The risk of developing new tumours after CAR-T therapy has been described as small
American researchers analysed data from more than 700 patients treated with CAR-T-lymphocytes and concluded that their risk of developing new tumours, including those directly related to the therapy, was low. A report of the work is published in The New England Journal of Medicine.
The technology of T-leukocytes with a chimeric antigenic receptor (CAR-T-lymphocytes) has become a breakthrough in the treatment of some cancers, allowing in experiments to achieve a complete cure for many patients (we told in detail about this technology in the material "Chimera against cancer"). Only six CAR-T drugs have reached clinical use so far, all of them directed against CD19 or BCMA antigens and intended for therapy of B-cell neoplasms (leukaemia and lymphoma). Despite significant successes, there are concerns about the long-term safety of such treatments. For example, in November 2023, the US Food and Drug Administration (FDA) reported that it was collecting information on cases of T-cell lymphomas that developed de novo after the use of commercial CAR-T drugs to further evaluate their safety. Due to the small number of case reports, it is difficult to assess the actual risk of these cases.
To gain more detail on this issue, Stanford University researchers led by Ash Alizadeh and David Miklos audited the outcomes of all CAR-T therapies administered at the university's medical centre from 4 February 2016 to 15 January 2024. During this period, 724 patients received 791 infusions of therapeutic T cells. In 96.6 per cent of cases, these were CAR-T, while the remainder were cytokine-induced T-killers, cytotoxic T lymphocytes and T cells with improved receptor affinity for specific peptides.
Over a median follow-up period of 15 months, 25 new tumours were identified. 14 of these were haematological, with 13 associated with myelodysplastic syndrome or acute myeloid leukaemia and only one turned out to be a T-cell lymphoma. The remaining 11 neoplasms were solid and included four melanomas, two prostate carcinomas, two ductal carcinomas of the breast, one each of endometrial and lung adenocarcinoma, and one metastatic mesothelioma. The cumulative incidence of new haematological neoplasms over three years was 6.5 per cent.
The only T-cell lymphoma was reported in a 59-year-old female patient who received CD19-CAR-T-lymphocytes (axicabtagene ciloleucel, axi-Cel) for stage IV therapy-resistant diffuse large B-cell lymphoma positive for Epstein-Barr virus (EBV). It is noted that the woman suffered from psoriasis and eosinophilic fasciitis, for which she had been receiving a variety of immunotropic drugs for three years.
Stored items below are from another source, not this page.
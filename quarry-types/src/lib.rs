//! Core types and traits for the Quarry search engine.
//!
//! This crate provides the types shared between the index engine and
//! anything layered on top of it. Keeping them separate ensures:
//!
//! - **Stable vocabulary**: statuses, hits and errors mean the same thing everywhere
//! - **No engine coupling**: consumers can name results without pulling in the index
//! - **Clean boundaries**: no circular dependencies between crates

#![warn(missing_docs)]

use core::cmp::Ordering;
use core::fmt;

/// Document identifier supplied by the caller.
///
/// Identifiers are signed so that callers can pass whatever their own
/// numbering scheme produces; the index rejects negative values on insert.
pub type DocId = i32;

/// Maximum number of documents returned by a single ranked search.
pub const MAX_RESULT_DOCUMENT_COUNT: usize = 5;

/// Relevance values closer than this are considered equal when ranking.
pub const RELEVANCE_EPSILON: f64 = 1e-6;

/// Lifecycle tag attached to every document.
///
/// The engine never interprets the status itself; it is only handed to
/// caller-supplied predicates.
#[derive(Debug, Clone, Copy, PartialEq, Eq, Hash, Default)]
pub enum DocumentStatus {
    /// Live document, matched by default searches.
    #[default]
    Actual,
    /// Kept in the index but no longer relevant.
    Irrelevant,
    /// Blocked by moderation.
    Banned,
    /// Logically removed by the caller.
    Removed,
}

impl fmt::Display for DocumentStatus {
    fn fmt(&self, f: &mut fmt::Formatter<'_>) -> fmt::Result {
        let name = match self {
            DocumentStatus::Actual => "ACTUAL",
            DocumentStatus::Irrelevant => "IRRELEVANT",
            DocumentStatus::Banned => "BANNED",
            DocumentStatus::Removed => "REMOVED",
        };
        f.write_str(name)
    }
}

/// A ranked search hit.
///
/// Hits are ordered by relevance (descending); relevances within
/// [`RELEVANCE_EPSILON`] of each other are ordered by rating (descending).
#[derive(Debug, Clone, Copy, PartialEq)]
pub struct Document {
    /// Document identifier
    pub id: DocId,
    /// TF-IDF relevance (non-negative)
    pub relevance: f64,
    /// Average rating computed at insertion
    pub rating: i32,
}

impl Document {
    /// Creates a new search hit.
    #[inline(always)]
    pub const fn new(id: DocId, relevance: f64, rating: i32) -> Self {
        Self {
            id,
            relevance,
            rating,
        }
    }

    /// Pairwise ranking comparison: `Less` means `self` ranks first.
    ///
    /// This is the comparison callers observe on a result list. It is not
    /// transitive across chains of near-equal relevances, so the engine never
    /// sorts with it directly; ranked output agrees with it on every adjacent
    /// pair.
    pub fn rank_cmp(&self, other: &Self) -> Ordering {
        if (self.relevance - other.relevance).abs() < RELEVANCE_EPSILON {
            other.rating.cmp(&self.rating)
        } else {
            other.relevance.total_cmp(&self.relevance)
        }
    }
}

impl fmt::Display for Document {
    fn fmt(&self, f: &mut fmt::Formatter<'_>) -> fmt::Result {
        write!(
            f,
            "{{ document_id = {}, relevance = {}, rating = {} }}",
            self.id, self.relevance, self.rating
        )
    }
}

/// Caller-supplied document filter applied during ranking.
///
/// Implemented for any `Fn(DocId, DocumentStatus, i32) -> bool` closure and
/// for [`DocumentStatus`] itself, which selects documents with that status.
/// Predicates must be `Sync` because the parallel ranking path evaluates
/// them from worker threads.
pub trait DocumentPredicate: Sync {
    /// Returns `true` if the document should take part in ranking.
    fn matches(&self, id: DocId, status: DocumentStatus, rating: i32) -> bool;
}

impl<F> DocumentPredicate for F
where
    F: Fn(DocId, DocumentStatus, i32) -> bool + Sync,
{
    #[inline(always)]
    fn matches(&self, id: DocId, status: DocumentStatus, rating: i32) -> bool {
        self(id, status, rating)
    }
}

impl DocumentPredicate for DocumentStatus {
    #[inline(always)]
    fn matches(&self, _id: DocId, status: DocumentStatus, _rating: i32) -> bool {
        *self == status
    }
}

/// Selects how an operation spreads its work.
#[derive(Debug, Clone, Copy, PartialEq, Eq, Default)]
pub enum ExecutionPolicy {
    /// Run on the calling thread.
    #[default]
    Sequential,
    /// Fan out over the global worker pool.
    Parallel,
}

/// Why a single word was rejected.
#[derive(Debug, Clone, Copy, PartialEq, Eq)]
pub enum WordDefect {
    /// The word has no characters.
    Empty,
    /// The word is a bare `-`.
    LoneMinus,
    /// The word starts with `--`.
    DoubleMinus,
    /// The word contains a byte below `0x20`.
    ControlCharacter,
}

impl fmt::Display for WordDefect {
    fn fmt(&self, f: &mut fmt::Formatter<'_>) -> fmt::Result {
        let reason = match self {
            WordDefect::Empty => "word is empty",
            WordDefect::LoneMinus => "word is a lone minus sign",
            WordDefect::DoubleMinus => "word starts with a double minus",
            WordDefect::ControlCharacter => "word contains control characters",
        };
        f.write_str(reason)
    }
}

/// Broad classification of a [`SearchError`].
#[derive(Debug, Clone, Copy, PartialEq, Eq)]
pub enum ErrorKind {
    /// The caller passed a malformed or conflicting value.
    InvalidArgument,
    /// An ordinal was past the end of the document set.
    OutOfRange,
}

/// Errors reported by index operations.
#[derive(Debug, Clone, PartialEq, Eq)]
pub enum SearchError {
    /// Document identifiers must be non-negative.
    NegativeDocumentId {
        /// The rejected identifier.
        id: DocId,
    },
    /// A document with this identifier is already indexed.
    DuplicateDocumentId {
        /// The rejected identifier.
        id: DocId,
    },
    /// No live document has this identifier.
    UnknownDocumentId {
        /// The identifier that was looked up.
        id: DocId,
    },
    /// Document text contains bytes below `0x20`.
    ControlCharacters,
    /// A query word, document word or stop word failed validation.
    InvalidWord {
        /// The offending word as written by the caller.
        word: String,
        /// What was wrong with it.
        defect: WordDefect,
    },
    /// Ordinal lookup past the end of the document set.
    OutOfRange {
        /// The requested ordinal.
        index: usize,
        /// Number of live documents.
        len: usize,
    },
    /// Pagination was requested with a page size of zero.
    ZeroPageSize,
    /// The word arena cannot address any more text.
    CapacityExceeded,
}

impl SearchError {
    /// Returns the broad category of this error.
    pub const fn kind(&self) -> ErrorKind {
        match self {
            SearchError::OutOfRange { .. } => ErrorKind::OutOfRange,
            _ => ErrorKind::InvalidArgument,
        }
    }
}

impl fmt::Display for SearchError {
    fn fmt(&self, f: &mut fmt::Formatter<'_>) -> fmt::Result {
        match self {
            SearchError::NegativeDocumentId { id } => {
                write!(f, "document id must not be negative: {}", id)
            }
            SearchError::DuplicateDocumentId { id } => {
                write!(f, "document id {} is already indexed", id)
            }
            SearchError::UnknownDocumentId { id } => {
                write!(f, "no document with id {}", id)
            }
            SearchError::ControlCharacters => {
                write!(f, "document contains control characters (0x00-0x1F)")
            }
            SearchError::InvalidWord { word, defect } => {
                write!(f, "invalid word {:?}: {}", word, defect)
            }
            SearchError::OutOfRange { index, len } => {
                write!(
                    f,
                    "document ordinal {} out of range ({} documents)",
                    index, len
                )
            }
            SearchError::ZeroPageSize => write!(f, "page size must be positive"),
            SearchError::CapacityExceeded => write!(f, "word storage capacity exceeded"),
        }
    }
}

impl core::error::Error for SearchError {}

/// Tuning knobs for the parallel ranking path.
#[derive(Debug, Clone, Copy, PartialEq, Eq)]
pub struct SearchConfig {
    /// Live documents per accumulation shard.
    /// Default: 32 (a 3,200-document index ranks into 100 shards)
    pub docs_per_shard: usize,
    /// Upper bound on the shard count regardless of index size.
    pub max_shards: usize,
}

impl Default for SearchConfig {
    fn default() -> Self {
        Self {
            docs_per_shard: 32,
            max_shards: 1024,
        }
    }
}

impl SearchConfig {
    /// Creates a configuration with many small shards, for heavily threaded hosts.
    pub const fn fine_grained() -> Self {
        Self {
            docs_per_shard: 4,
            max_shards: 8192,
        }
    }

    /// Creates a configuration with few large shards, for small hosts.
    pub const fn coarse() -> Self {
        Self {
            docs_per_shard: 256,
            max_shards: 64,
        }
    }

    /// Number of shards to use for an index holding `doc_count` documents.
    ///
    /// Always at least one.
    pub fn shard_count(&self, doc_count: usize) -> usize {
        (doc_count / self.docs_per_shard.max(1)).clamp(1, self.max_shards.max(1))
    }
}

#[cfg(test)]
mod tests {
    use super::*;

    #[test]
    fn rank_cmp_orders_by_relevance_then_rating() {
        let high = Document::new(1, 0.9, 0);
        let low = Document::new(2, 0.5, 10);
        assert_eq!(high.rank_cmp(&low), Ordering::Less);
        assert_eq!(low.rank_cmp(&high), Ordering::Greater);

        // Within epsilon, the higher rating wins
        let a = Document::new(3, 0.5, 1);
        let b = Document::new(4, 0.5 + RELEVANCE_EPSILON / 2.0, 7);
        assert_eq!(b.rank_cmp(&a), Ordering::Less);
        assert_eq!(a.rank_cmp(&b), Ordering::Greater);
    }

    #[test]
    fn document_display() {
        let doc = Document::new(42, 0.5, 2);
        assert_eq!(
            doc.to_string(),
            "{ document_id = 42, relevance = 0.5, rating = 2 }"
        );
    }

    #[test]
    fn status_is_a_predicate() {
        assert!(DocumentStatus::Banned.matches(1, DocumentStatus::Banned, 0));
        assert!(!DocumentStatus::Banned.matches(1, DocumentStatus::Actual, 0));
    }

    #[test]
    fn closures_are_predicates() {
        let even = |id: DocId, _: DocumentStatus, _: i32| id % 2 == 0;
        assert!(even.matches(2, DocumentStatus::Actual, 0));
        assert!(!even.matches(3, DocumentStatus::Actual, 0));
    }

    #[test]
    fn error_kinds() {
        assert_eq!(
            SearchError::OutOfRange { index: 3, len: 1 }.kind(),
            ErrorKind::OutOfRange
        );
        assert_eq!(
            SearchError::NegativeDocumentId { id: -1 }.kind(),
            ErrorKind::InvalidArgument
        );
        assert_eq!(SearchError::ZeroPageSize.kind(), ErrorKind::InvalidArgument);
    }

    #[test]
    fn error_display_names_the_word() {
        let err = SearchError::InvalidWord {
            word: "--cat".to_string(),
            defect: WordDefect::DoubleMinus,
        };
        assert_eq!(
            err.to_string(),
            "invalid word \"--cat\": word starts with a double minus"
        );
    }

    #[test]
    fn shard_count_scales_and_clamps() {
        let config = SearchConfig::default();
        assert_eq!(config.shard_count(0), 1);
        assert_eq!(config.shard_count(31), 1);
        assert_eq!(config.shard_count(3200), 100);
        assert_eq!(config.shard_count(usize::MAX), config.max_shards);

        let degenerate = SearchConfig {
            docs_per_shard: 0,
            max_shards: 0,
        };
        assert_eq!(degenerate.shard_count(10), 1);
    }
}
A new tumour was detected on day 54 after axi-Cel treatment, and the initially debilitated patient died eight days later.
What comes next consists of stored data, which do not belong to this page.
//! Scoring functions.

use crate::index::types::Quarry;
use quarry_types::{Document, MAX_RESULT_DOCUMENT_COUNT, RELEVANCE_EPSILON};

impl Quarry {
    /// `ln(total documents / documents containing the word)`.
    #[inline(always)]
    pub(crate) fn inverse_document_freq(&self, posting_count: usize) -> f64 {
        (self.documents.len() as f64 / posting_count as f64).ln()
    }
}

/// Truncating integer average; 0 for no ratings.
pub(crate) fn average_rating(ratings: &[i32]) -> i32 {
    if ratings.is_empty() {
        return 0;
    }
    let sum: i64 = ratings.iter().map(|&r| i64::from(r)).sum();
    // The mean of i32 values always fits in an i32.
    (sum / ratings.len() as i64) as i32
}

/// Sorts hits into ranking order and keeps the top [`MAX_RESULT_DOCUMENT_COUNT`].
///
/// Relevances are first sorted descending with a total order. Runs of
/// neighbours closer than [`RELEVANCE_EPSILON`] then form tie clusters. A
/// cluster narrower than epsilon end to end is sorted by rating descending,
/// then id ascending. A wider cluster is reordered by adjacent swaps only, so
/// every adjacent output pair agrees with [`Document::rank_cmp`].
pub(crate) fn rank_and_truncate(docs: &mut Vec<Document>) {
    docs.sort_unstable_by(|a, b| {
        b.relevance
            .total_cmp(&a.relevance)
            .then_with(|| a.id.cmp(&b.id))
    });

    let mut start = 0usize;
    while start < docs.len() {
        let mut end = start + 1;
        while end < docs.len() && near_tie(&docs[end - 1], &docs[end]) {
            end += 1;
        }
        let cluster = &mut docs[start..end];
        if near_tie(&cluster[0], &cluster[cluster.len() - 1]) {
            // Equal ratings fall back to id so that last-bit summation noise
            // never reorders a cluster.
            cluster.sort_unstable_by(|a, b| {
                b.rating.cmp(&a.rating).then_with(|| a.id.cmp(&b.id))
            });
        } else {
            settle_chain(cluster);
        }
        start = end;
    }

    docs.truncate(MAX_RESULT_DOCUMENT_COUNT);
}

#[inline(always)]
fn near_tie(a: &Document, b: &Document) -> bool {
    (a.relevance - b.relevance).abs() < RELEVANCE_EPSILON
}

/// Insertion pass over a relevance-descending chain.
///
/// Each entry moves up past neighbours within epsilon that it outranks on
/// rating (id on equal rating) and stops at the first neighbour it does not.
/// Everything above an entry has relevance at least as high, so a stop at a
/// neighbour outside epsilon leaves that pair in relevance order.
fn settle_chain(chain: &mut [Document]) {
    for i in 1..chain.len() {
        let mut j = i;
        while j > 0
            && near_tie(&chain[j - 1], &chain[j])
            && outranks(&chain[j], &chain[j - 1])
        {
            chain.swap(j - 1, j);
            j -= 1;
        }
    }
}

#[inline(always)]
fn outranks(a: &Document, b: &Document) -> bool {
    a.rating > b.rating || (a.rating == b.rating && a.id < b.id)
}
Her biosamples, including bone marrow biopsy specimens and both tumours at different stages of the disease, were analysed using a variety of cytological, molecular and genetic methods. It turned out that the woman's B- and T-cell lymphomas had different immunophenotypes and genomic profiles, but both were positive for EBV and associated with mutations of the NMT3A and TET2 genes in hematopoietic stem cells. No evidence of oncogenic integration of the vector lentivirus used to produce CAR-T lymphocytes could be detected. Based on this, the researchers concluded that the development of both tumours was based on the linear accumulation of mutant haematopoietic clones (TET2 deletion → DNMT3A R882C mutation → TET2 L1212fs*15 mutation) and EBV activation under immunosuppression; the contribution of CAR-T therapy is unlikely.
Considering that CAR-T-lymphocytes can cure at least half of patients who failed multiple sessions of chemotherapy, the risk of developing new tumours on its background is low and is not always related to the technology of obtaining therapeutic cells, the authors conclude.